My patient is a young man with an ejection fracture of 28%. He came in through ED with c/o chest pains unrelieved with nitroglycerin and increased troponin and CK with elevated BP 221/87; normal echo in sinus rhythm and the following hx:

Insulin dependent DM (uncontrolled) X 7 yrs CABG X 3 yrs ago with 6 stents

Hypertension X yrs Amputation of left great toe X yrs ago

Hyperlipidemia X yrs Amputation of right third toe X yrs ago

CAD X 3yrs

Ischemic Cardiomyopathy x yrs

Peripheral neuropathy X yrs

Retinopathy X yrs

His v/s BP: 136/80; Pulse: 76 regular 2+/3, Apical pulse: 82 regular, radial pulses 2+/3 regular bilat.; femoral and pedal pulses 1+/3 weak bilaterally; lung sounds dimishined throughout. O2 sat 96% on 2L n/c

He had an AICD placed the day prior to my shift.

My care plan is Decreased cardiac output r/t alterations in preload, afterload and myocardial contractility 2° cardiomyopathy and cardiac ischemia x 4 yrs ago amb (as manifested (evidenced) by) dyspnea on exertion, orthopnea, c/o "dizzy and tired when I walk", ejection fracture of 28%

I have completed my expected outcome for the DOE, orthopnea and weakness; however my program requires us to have an EO for each amb. So for the ejection fracture i am stuck. I have the EO stated as Patient will have an improved ejection fracture within 2 days but now I am thinking this isnt possible. After reading through my books and journals it seems as though an ejection fracture seldom improves and when it does they dont know why?! And now my EO sounds more like a MD problem than a RN one.

I have made some NI for this EO but I am not sure if they are even accurate or good. Here is what I have so far

2a. Assess ejection fracture

2b. Monitor lab results daily

2c. Review results of diagnostic imaging (ECG, EKG, radionuclide) Q shift

2d. Administer Coreg, nitrate, rouvastatin ,Lasix, spironolactone, Norvasc, Lisinopril, Spironolactone as scheduled

2e.Consult with case manager to refer to cardiac rehabilitation program for education, evaluation. And guided support to increase activity

Do you think I am on the right track with using EF as a EO? Or should I change it? If I change it, what else would show decreased cardiac output? His BP is not bad, he has no peripheral pulses but that is more r/t neuropathy I think... His HR is WNL and well controlled on his current medications....thanks in advance

BostonFNP, APRN

Specializes in Adult Internal Medicine. Has 10 years experience.

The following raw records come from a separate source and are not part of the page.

//! `docchat chat`: interactive terminal chat over one session, or a
//! one-shot question with `--message`.

use std::io::Write;
use std::path::{Path, PathBuf};

use docchat_agent::{Connectivity, Session, SessionFactory};
use docchat_config::AppConfig;
use docchat_core::file::UploadedFile;
use docchat_core::message::Message;
use tokio::io::AsyncBufReadExt;

const HELP: &str = "\
  Commands:
    /upload <path>...   Upload files (not selected until /select)
    /files              List uploaded files
    /select <name>...   Use these files as context (no names = none)
    /rm <name>          Remove one file
    /clear-files        Remove all files
    /new                Start a new conversation
    /clear              Clear chat history
    /export [path]      Save the transcript (default: chat_history_<ts>.txt)
    /stats              Show file and message counts
    /help               Show this help
    /quit               Exit
  Quote names or paths that contain spaces: /select \"my report.txt\"
  Anything else is sent as a question about the selected files.";

/// One line of REPL input.
#[derive(Debug, Clone, PartialEq, Eq)]
pub enum ReplCommand {
    Upload(Vec<PathBuf>),
    Files,
    Select(Vec<String>),
    Remove(String),
    ClearFiles,
    NewConversation,
    ClearHistory,
    Export(Option<PathBuf>),
    Stats,
    Help,
    Quit,
    Ask(String),
    Empty,
    Invalid(String),
}

/// Split command arguments on whitespace. Single or double quotes keep
/// spaces inside one argument: `/select "my report.txt" data.csv`.
fn split_args(rest: &str) -> Result<Vec<String>, String> {
    let mut args = Vec::new();
    let mut current = String::new();
    let mut in_arg = false;
    let mut quote: Option<char> = None;

    for c in rest.chars() {
        match (quote, c) {
            (Some(q), c) if c == q => quote = None,
            (Some(_), c) => current.push(c),
            (None, '"' | '\'') => {
                quote = Some(c);
                in_arg = true;
            }
            (None, c) if c.is_whitespace() => {
                if in_arg {
                    args.push(std::mem::take(&mut current));
                    in_arg = false;
                }
            }
            (None, c) => {
                current.push(c);
                in_arg = true;
            }
        }
    }

    if let Some(q) = quote {
        return Err(format!("unclosed {q} quote"));
    }
    if in_arg {
        args.push(current);
    }
    Ok(args)
}

pub fn parse(line: &str) -> ReplCommand {
    let line = line.trim();
    if line.is_empty() {
        return ReplCommand::Empty;
    }
    if !line.starts_with('/') {
        return ReplCommand::Ask(line.to_string());
    }

    let (cmd, rest) = line.split_once(char::is_whitespace).unwrap_or((line, ""));
    let mut args = match split_args(rest) {
        Ok(args) => args,
        Err(e) => return ReplCommand::Invalid(e),
    };

    match cmd {
        "/upload" if args.is_empty() => ReplCommand::Invalid("usage: /upload <path>...".into()),
        "/upload" => ReplCommand::Upload(args.into_iter().map(PathBuf::from).collect()),
        "/files" => ReplCommand::Files,
        "/select" => ReplCommand::Select(args),
        "/rm" if args.len() != 1 => {
            ReplCommand::Invalid("usage: /rm <name> (quote names with spaces)".into())
        }
        "/rm" => ReplCommand::Remove(args.remove(0)),
        "/clear-files" => ReplCommand::ClearFiles,
        "/new" => ReplCommand::NewConversation,
        "/clear" => ReplCommand::ClearHistory,
        "/export" if args.len() > 1 => {
            ReplCommand::Invalid("usage: /export [path] (quote paths with spaces)".into())
        }
        "/export" => ReplCommand::Export(args.pop().map(PathBuf::from)),
        "/stats" => ReplCommand::Stats,
        "/help" => ReplCommand::Help,
        "/quit" | "/exit" => ReplCommand::Quit,
        other => ReplCommand::Invalid(format!("unknown command {other}; try /help")),
    }
}

/// Read a file from disk and upload it. Size and name are checked before
/// the file is read.
pub async fn upload_path(
    session: &mut Session,
    path: &Path,
) -> Result<UploadedFile, Box<dyn std::error::Error>> {
    let name = path
        .file_name()
        .and_then(|n| n.to_str())
        .ok_or_else(|| format!("not a file name: {}", path.display()))?
        .to_string();
    let size_bytes = tokio::fs::metadata(path).await?.len();
    session.check_upload(&name, size_bytes)?;

    let bytes = tokio::fs::read(path).await?;
    Ok(session.upload(bytes, &name, size_bytes).await?)
}

fn print_reply(out: &mut impl Write, reply: &Message) -> std::io::Result<()> {
    writeln!(out)?;
    for line in reply.content.lines() {
        writeln!(out, "  Assistant > {line}")?;
    }
    writeln!(out)
}

/// Run one command. Returns `false` when the REPL should exit.
pub async fn execute(
    session: &mut Session,
    command: ReplCommand,
    out: &mut impl Write,
) -> std::io::Result<bool> {
    match command {
        ReplCommand::Empty => {}
        ReplCommand::Quit => return Ok(false),
        ReplCommand::Help => writeln!(out, "{HELP}")?,
        ReplCommand::Invalid(msg) => writeln!(out, "  [Error] {msg}")?,
        ReplCommand::Upload(paths) => {
            for path in paths {
                match upload_path(session, &path).await {
                    Ok(file) => writeln!(
                        out,
                        "  ✅ {} {} ({})",
                        file.icon(),
                        file.name,
                        file.formatted_size()
                    )?,
                    Err(e) => writeln!(out, "  [Error] {}: {e}", path.display())?,
                }
            }
        }
        ReplCommand::Files => {
            if session.files().is_empty() {
                writeln!(out, "  No files uploaded.")?;
            }
            for f in session.files() {
                let mark = if session.is_selected(&f.name) { "x" } else { " " };
                writeln!(
                    out,
                    "  [{mark}] {} {}  {}  {}",
                    f.icon(),
                    f.name,
                    f.formatted_size(),
                    f.uploaded_time()
                )?;
            }
            writeln!(
                out,
                "  Files are removed automatically after {} hours.",
                session.retention_hours()
            )?;
        }
        ReplCommand::Select(names) => match session.select(names) {
            Ok(selection) if selection.is_empty() => writeln!(out, "  No files selected.")?,
            Ok(selection) => writeln!(
                out,
                "  📋 Using {} file(s): {}",
                selection.len(),
                selection.names().join(", ")
            )?,
            Err(e) => writeln!(out, "  [Error] {e}")?,
        },
        ReplCommand::Remove(name) => match session.remove_file(&name) {
            Ok(file) => writeln!(out, "  Removed {}", file.name)?,
            Err(e) => writeln!(out, "  [Error] {e}")?,
        },
        ReplCommand::ClearFiles => match session.clear_files() {
            Ok(n) => writeln!(out, "  Removed {n} file(s)")?,
            Err(e) => writeln!(out, "  [Error] {e}")?,
        },
        ReplCommand::NewConversation => {
            session.new_conversation();
            writeln!(out, "  🆕 New conversation")?;
        }
        ReplCommand::ClearHistory => {
            session.clear_history();
            writeln!(out, "  Chat history cleared")?;
        }
        ReplCommand::Export(path) => {
            if session.messages().is_empty() {
                writeln!(out, "  Nothing to export yet.")?;
            } else {
                let transcript = session.export();
                let path = path.unwrap_or_else(|| PathBuf::from(&transcript.filename));
                match tokio::fs::write(&path, transcript.body).await {
                    Ok(()) => writeln!(out, "  📥 Saved {}", path.display())?,
                    Err(e) => writeln!(out, "  [Error] {}: {e}", path.display())?,
                }
            }
        }
        ReplCommand::Stats => {
            let stats = session.stats();
            writeln!(
                out,
                "  📊 Files: {} ({} selected)  Messages: {}",
                stats.files, stats.selected, stats.messages
            )?;
        }
        ReplCommand::Ask(prompt) => match session.ask(&prompt).await {
            Ok(reply) => print_reply(out, &reply)?,
            Err(e) => writeln!(out, "  [Error] {e}")?,
        },
    }
    Ok(true)
}

pub async fn run(
    files: Vec<PathBuf>,
    message: Option<String>,
) -> Result<(), Box<dyn std::error::Error>> {
    let config = AppConfig::load().map_err(|e| format!("Failed to load config: {e}"))?;
    let mut session = SessionFactory::from_config(&config).new_session();

    if let Connectivity::Disconnected { reason } = session.connectivity() {
        eprintln!();
        eprintln!("  ❌ {reason}");
        eprintln!();
        eprintln!("  Set GEMINI_API_KEY (or DOCCHAT_API_KEY), or add `api_key` to:");
        eprintln!("    {}", AppConfig::config_path().display());
        eprintln!();
        return Err("No usable Gemini client. See above for setup instructions.".into());
    }

    let mut out = std::io::stdout();

    let mut uploaded = Vec::new();
    for path in &files {
        match upload_path(&mut session, path).await {
            Ok(file) => {
                eprintln!("  ✅ {} {} ({})", file.icon(), file.name, file.formatted_size());
                uploaded.push(file.name);
            }
            Err(e) => eprintln!("  [Error] {}: {e}", path.display()),
        }
    }
    if !uploaded.is_empty() {
        session.select(uploaded)?;
    }
    tracing::debug!(session = %session.id(), files = session.files().len(), "Chat session ready");

    if let Some(msg) = message {
        // Single message mode
        eprint!("  Thinking...");
        let reply = session.ask(&msg).await?;
        eprint!("\r              \r");
        println!("{}", reply.content);
        return Ok(());
    }

    // Interactive mode
    println!();
    println!("  DocChat, interactive mode");
    println!("  Model:  {}", config.model);
    println!(
        "  Files are removed automatically after {} hours.",
        session.retention_hours()
    );
    println!("  Type a question, or /help for commands.");
    println!();

    let mut lines = tokio::io::BufReader::new(tokio::io::stdin()).lines();
    loop {
        print!("  You > ");
        out.flush()?;

        let Some(line) = lines.next_line().await? else {
            break;
        };
        if !execute(&mut session, parse(&line), &mut out).await? {
            break;
        }
    }

    println!();
    println!("  Goodbye! 👋");
    Ok(())
}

You have told us a lot of his medical diagnosis. What was your assessment of him? Your care plan should be based on your assessment.

And change fracture to fraction!

Thanks I will change that!!

My assessment was the DOE, diminished lung sounds, weak peripheral and femoral pulses, chest pain, impaired vision and hearing, orthopnea

limitations in all ROM, Upper and lower extremities weak against resistance, he has no feeling in his lower extremities or feet, obesity bmi 33, he was really lethargic answers questions slowly, skin: pale for ethnicity, as far as labs go he has increased WBC, CK (206 units) Troponin, HCT, Triglycerides, BUN, Creatnine, Hgb A1c (11.2%), decreased albumin

The thing is I have to do decreased cardiac output but i dont feel like I have enough to do the two EO's we have to do. My other care plan for him is activity intolerance which is easier but this one has me stuck!

PatMac10,RN, RN

Specializes in Nursing Education, CVICU, Float Pool. Has 8 years experience.

One thing that my instructors harp on are being specific and having measurable outcomes. What parameters, exactly do you want to aim for his Ejection Fraction to be?

That's my issue haha. I havent found a sound number for a normal EF. I know that

BostonFNP, APRN

Specializes in Adult Internal Medicine. Has 10 years experience.

For your outcomes, what would want see his BP be? His peripheral pulses? His lung sounds? Cap refill? His HR and rhythm?

PatMac10,RN, RN

Specializes in Nursing Education, CVICU, Float Pool. Has 8 years experience.

That's my issue haha. I havent found a sound number for a normal EF. I know that

Ok. So. According to the Cleveland clinic (reputable source) normal range is Approx 55% to 70%. So, like BostonFNP mentioned, your outcomes need to reflect things that would improve the patients EF. Like and increase in CO, increase in MAP etc.... Those things will inadvertently effect the patients EF. With the patient being a youngman I feel that 2days is more than sufficient time to allow for an increase in EF, if the tx and interventions are effective.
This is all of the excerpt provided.